After mistakenly trying to implement bc read/write for this, I had to back it out because there's a lot more work to be done: 1. The bcwriter needs to get rid of calls to getEndianness and getPointerSize and not set that information in the module header. Instead it should call getDataLayout and write that string. 2. The reader needs to be updated to get rid of calls to setEndianness and setPointerSize and ignore the bits in the module header for them. Instead it needs to setDataLayout. 3. The parsing routines in Module.cpp for this stuff are not very clean nor optimal. In particular, setEndianness appends to the end of what it assumes is an empty string. THis isn't true after bcreader calls setDataLayout. 4. The Interpreter.cpp needs to compute the data layout for the machine its running on and call setDataLayout instead of setEndianness and setPointerSize 5. CloneModule needs to copy dataLayout, not endianness/pointer size. 6. LinkModules needs to deal with this correctly too. 7. There may be other stuff too.
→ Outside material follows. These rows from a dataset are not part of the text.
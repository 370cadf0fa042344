//! Blends elapsed-time and source-reported progress into one gauge.
//!
//! Only one of the two discovery mechanisms reports real progress, and
//! it may be silent, erratic, or regress. The blend keeps a floor
//! derived from elapsed time — `min(elapsed / total, 0.95)` — and
//! combines it with the last reported value as `max(floor, reported)`.
//! The published value never decreases within one scan; `complete()`
//! forces it to 1.0 at finalize.

use std::time::Duration;

/// Elapsed time alone never claims more than this; the final 5% is
/// reserved for actual completion.
const ELAPSED_CEILING: f64 = 0.95;

/// Monotonic progress gauge for one scan session.
#[derive(Debug, Clone)]
pub struct ProgressBlend {
    total: Duration,
    floor: f64,
    reported: f64,
    combined: f64,
}

impl ProgressBlend {
    /// `total` is the scan duration the elapsed floor is measured
    /// against (the longest source timeout).
    pub fn new(total: Duration) -> Self {
        Self {
            total,
            floor: 0.0,
            reported: 0.0,
            combined: 0.0,
        }
    }

    /// Recomputes the elapsed-time floor. Returns the combined value.
    pub fn on_tick(&mut self, elapsed: Duration) -> f64 {
        let ratio = if self.total.is_zero() {
            ELAPSED_CEILING
        } else {
            (elapsed.as_secs_f64() / self.total.as_secs_f64()).min(ELAPSED_CEILING)
        };
        // The floor never moves backwards, whatever elapsed we are fed.
        self.floor = self.floor.max(ratio);
        self.recombine()
    }

    /// Folds in a source-reported value in [0, 1]. Returns the
    /// combined value.
    pub fn on_report(&mut self, value: f64) -> f64 {
        self.reported = value.clamp(0.0, 1.0);
        self.recombine()
    }

    /// Forces the gauge to 1.0.
    pub fn complete(&mut self) -> f64 {
        self.combined = 1.0;
        self.combined
    }

    /// The current combined value.
    pub fn value(&self) -> f64 {
        self.combined
    }

    fn recombine(&mut self) -> f64 {
        self.combined = self.combined.max(self.floor.max(self.reported));
        self.combined
    }
}

// ── Tests ─────────────────────────────────────────────────────────────────────
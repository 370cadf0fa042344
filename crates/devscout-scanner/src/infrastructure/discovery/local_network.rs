//! Local-network discovery source.
//!
//! Wraps a [`NetworkProber`] backend in the [`DiscoverySource`]
//! contract. The worker translates sweep updates into sightings,
//! passes the prober's progress through, and enforces the source's own
//! fixed scan window in case the backend never completes.

use std::sync::{
    atomic::{AtomicBool, Ordering},
    Arc, Mutex,
};
use std::time::Duration;

use devscout_core::Sighting;
use tokio::sync::{mpsc, watch};
use tokio::task::JoinHandle;
use tracing::{debug, warn};

use super::probe::{NetworkProber, ProbeUpdate};
use super::{DiscoverySource, EventGate, SourceError, SourceEvent, SourceKind};

/// Scan window used when none is configured.
pub const DEFAULT_SCAN_WINDOW: Duration = Duration::from_secs(15);

/// Discovery source for hosts on the attached local network.
pub struct LocalNetworkSource {
    prober: Arc<dyn NetworkProber>,
    scan_window: Duration,
    active: Arc<AtomicBool>,
    inner: Mutex<Inner>,
}

#[derive(Default)]
struct Inner {
    gate: Option<EventGate>,
    stop_tx: Option<watch::Sender<bool>>,
    worker: Option<JoinHandle<()>>,
}

impl LocalNetworkSource {
    pub fn new(prober: Arc<dyn NetworkProber>, scan_window: Duration) -> Self {
        Self {
            prober,
            scan_window,
            active: Arc::new(AtomicBool::new(false)),
            inner: Mutex::new(Inner::default()),
        }
    }

    /// Severs the event gate, signals the worker to die, and marks the
    /// source idle. Safe to call in any state.
    fn halt(&self) {
        let mut inner = self.inner.lock().expect("lock poisoned");
        if let Some(gate) = inner.gate.take() {
            gate.sever();
        }
        if let Some(stop_tx) = inner.stop_tx.take() {
            let _ = stop_tx.send(true);
        }
        inner.worker.take();
        self.active.store(false, Ordering::SeqCst);
    }
}

impl DiscoverySource for LocalNetworkSource {
    fn kind(&self) -> SourceKind {
        SourceKind::LocalNetwork
    }

    fn start(&self) -> Result<mpsc::UnboundedReceiver<SourceEvent>, SourceError> {
        // Restart semantics: a start under a running scan discards the
        // in-flight sweep and begins a fresh one.
        self.halt();

        if !self.prober.is_attached() {
            return Err(SourceError::PreconditionUnmet {
                kind: SourceKind::LocalNetwork,
                reason: "no local-network attachment".to_string(),
            });
        }

        let updates = self
            .prober
            .start_sweep()
            .map_err(|e| SourceError::StartFailed {
                kind: SourceKind::LocalNetwork,
                reason: e.to_string(),
            })?;

        let gate = EventGate::default();
        let events = gate.arm();
        let (stop_tx, stop_rx) = watch::channel(false);
        self.active.store(true, Ordering::SeqCst);

        let worker = tokio::spawn(sweep_worker(
            updates,
            gate.clone(),
            stop_rx,
            self.scan_window,
            Arc::clone(&self.active),
            Arc::clone(&self.prober),
        ));

        let mut inner = self.inner.lock().expect("lock poisoned");
        inner.gate = Some(gate);
        inner.stop_tx = Some(stop_tx);
        inner.worker = Some(worker);

        debug!("local-network sweep started ({:?} window)", self.scan_window);
        Ok(events)
    }

    fn stop(&self) {
        self.halt();
        self.prober.stop_sweep();
    }

    fn is_active(&self) -> bool {
        self.active.load(Ordering::SeqCst)
    }
}

/// Bridges sweep updates onto the event gate until the sweep completes
/// or fails, the scan window elapses, or the source is stopped.
async fn sweep_worker(
    mut updates: mpsc::UnboundedReceiver<ProbeUpdate>,
    gate: EventGate,
    mut stop_rx: watch::Receiver<bool>,
    scan_window: Duration,
    active: Arc<AtomicBool>,
    prober: Arc<dyn NetworkProber>,
) {
    let window = tokio::time::sleep(scan_window);
    tokio::pin!(window);

    loop {
        tokio::select! {
            update = updates.recv() => match update {
                Some(ProbeUpdate::Host(reply)) => {
                    gate.emit(SourceEvent::Sighting(Sighting::LocalNetwork {
                        address: reply.address,
                        hardware_address: reply.hardware_address,
                        hostname: reply.hostname,
                    }));
                }
                Some(ProbeUpdate::Progress(value)) => {
                    gate.emit(SourceEvent::Progress(value));
                }
                Some(ProbeUpdate::Complete) | None => {
                    active.store(false, Ordering::SeqCst);
                    gate.emit(SourceEvent::Finished);
                    break;
                }
                Some(ProbeUpdate::Failed(reason)) => {
                    warn!("network prober failed mid-sweep: {reason}");
                    active.store(false, Ordering::SeqCst);
                    gate.emit(SourceEvent::Failed(reason));
                    break;
                }
            },
            _ = &mut window => {
                debug!("local-network scan window elapsed");
                active.store(false, Ordering::SeqCst);
                gate.emit(SourceEvent::Finished);
                break;
            }
            _ = stop_rx.changed() => {
                // Externally stopped; the gate is already severed.
                break;
            }
        }
    }

    active.store(false, Ordering::SeqCst);
    // Terminal exit: close the stream so consumers see the end of it.
    gate.sever();
    prober.stop_sweep();
}

// ── Tests ─────────────────────────────────────────────────────────────────────

#[cfg(test)]
mod tests {
    use super::*;
    use crate::infrastructure::discovery::mock::MockProber;

    fn make_source(prober: Arc<MockProber>) -> LocalNetworkSource {
        LocalNetworkSource::new(prober, Duration::from_secs(15))
    }

    #[tokio::test]
    async fn test_start_fails_without_attachment() {
        // Arrange
        let prober = Arc::new(MockProber::detached());
        let source = make_source(Arc::clone(&prober));

        // Act
        let result = source.start();

        // Assert
        assert!(matches!(
            result,
            Err(SourceError::PreconditionUnmet { kind: SourceKind::LocalNetwork, .. })
        ));
        assert!(!source.is_active(), "failed start must not activate");
    }

    #[tokio::test]
    async fn test_host_replies_surface_as_sightings() {
        // Arrange
        let prober = Arc::new(MockProber::attached());
        let source = make_source(Arc::clone(&prober));
        let mut events = source.start().expect("start must succeed");

        // Act
        prober.report_host("192.168.1.34", Some("aa:bb:cc:00:11:22"), Some("printer"));

        // Assert
        let event = events.recv().await.expect("event expected");
        assert_eq!(
            event,
            SourceEvent::Sighting(Sighting::LocalNetwork {
                address: "192.168.1.34".parse().unwrap(),
                hardware_address: Some("aa:bb:cc:00:11:22".to_string()),
                hostname: Some("printer".to_string()),
            })
        );
    }

    #[tokio::test]
    async fn test_progress_passes_through() {
        // Arrange
        let prober = Arc::new(MockProber::attached());
        let source = make_source(Arc::clone(&prober));
        let mut events = source.start().expect("start must succeed");

        // Act
        prober.report_progress(0.4);

        // Assert
        assert_eq!(events.recv().await, Some(SourceEvent::Progress(0.4)));
    }

    #[tokio::test]
    async fn test_sweep_completion_reports_finished() {
        // Arrange
        let prober = Arc::new(MockProber::attached());
        let source = make_source(Arc::clone(&prober));
        let mut events = source.start().expect("start must succeed");

        // Act
        prober.complete_sweep();

        // Assert
        assert_eq!(events.recv().await, Some(SourceEvent::Finished));
        assert!(events.recv().await.is_none(), "completion is terminal");
        assert!(!source.is_active());
    }

    #[tokio::test]
    async fn test_backend_failure_reports_failed() {
        // Arrange
        let prober = Arc::new(MockProber::attached());
        let source = make_source(Arc::clone(&prober));
        let mut events = source.start().expect("start must succeed");

        // Act
        prober.fail("interface went away");

        // Assert
        assert_eq!(
            events.recv().await,
            Some(SourceEvent::Failed("interface went away".to_string()))
        );
        assert!(!source.is_active());
    }

    #[tokio::test]
    async fn test_stop_closes_stream_and_tells_backend() {
        // Arrange
        let prober = Arc::new(MockProber::attached());
        let source = make_source(Arc::clone(&prober));
        let mut events = source.start().expect("start must succeed");

        // Act
        source.stop();

        // Assert
        assert!(!source.is_active());
        assert!(events.recv().await.is_none(), "stream must be closed");
        assert!(prober.stop_calls() >= 1);
    }

    #[tokio::test(start_paused = true)]
    async fn test_scan_window_elapse_reports_finished() {
        // Arrange – a prober that never completes on its own
        let prober = Arc::new(MockProber::attached());
        let source =
            LocalNetworkSource::new(Arc::clone(&prober) as Arc<dyn NetworkProber>, Duration::from_secs(15));
        let mut events = source.start().expect("start must succeed");

        // Act – paused time auto-advances to the scan window
        let event = events.recv().await;

        // Assert
        assert_eq!(event, Some(SourceEvent::Finished));
        assert!(!source.is_active());
    }
}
One more thing: The setDataLayout function should be changed like this: - void setDataLayout(std::string DL) { DataLayout = DL; } + void setDataLayout(const std::string& DL) { DataLayout = DL; }
Created an attachment (id=585) [details] Implementation of DataLayout in bytecode
Created an attachment (id=586) [details] Patch for llvm-gcc4
Created an attachment (id=587) [details] Patch for testsuite
I've attached the necessary patches for this bug. These can't go in, however, until PR645 is resolved so that support for upgrading can go into the new llvm-upgrade.
This has now been implemented. The patches for the code have been applied. The patch for llvm-gcc4 now needs to be committed. The patch for the testsuite was partially applied. In some cases it was preferable to leave the old endian/pointersize specifications in and let llvm-upgrade upgrade them.
Owen, You're still on the hook for the bytecode format changes in the documentation. Reid.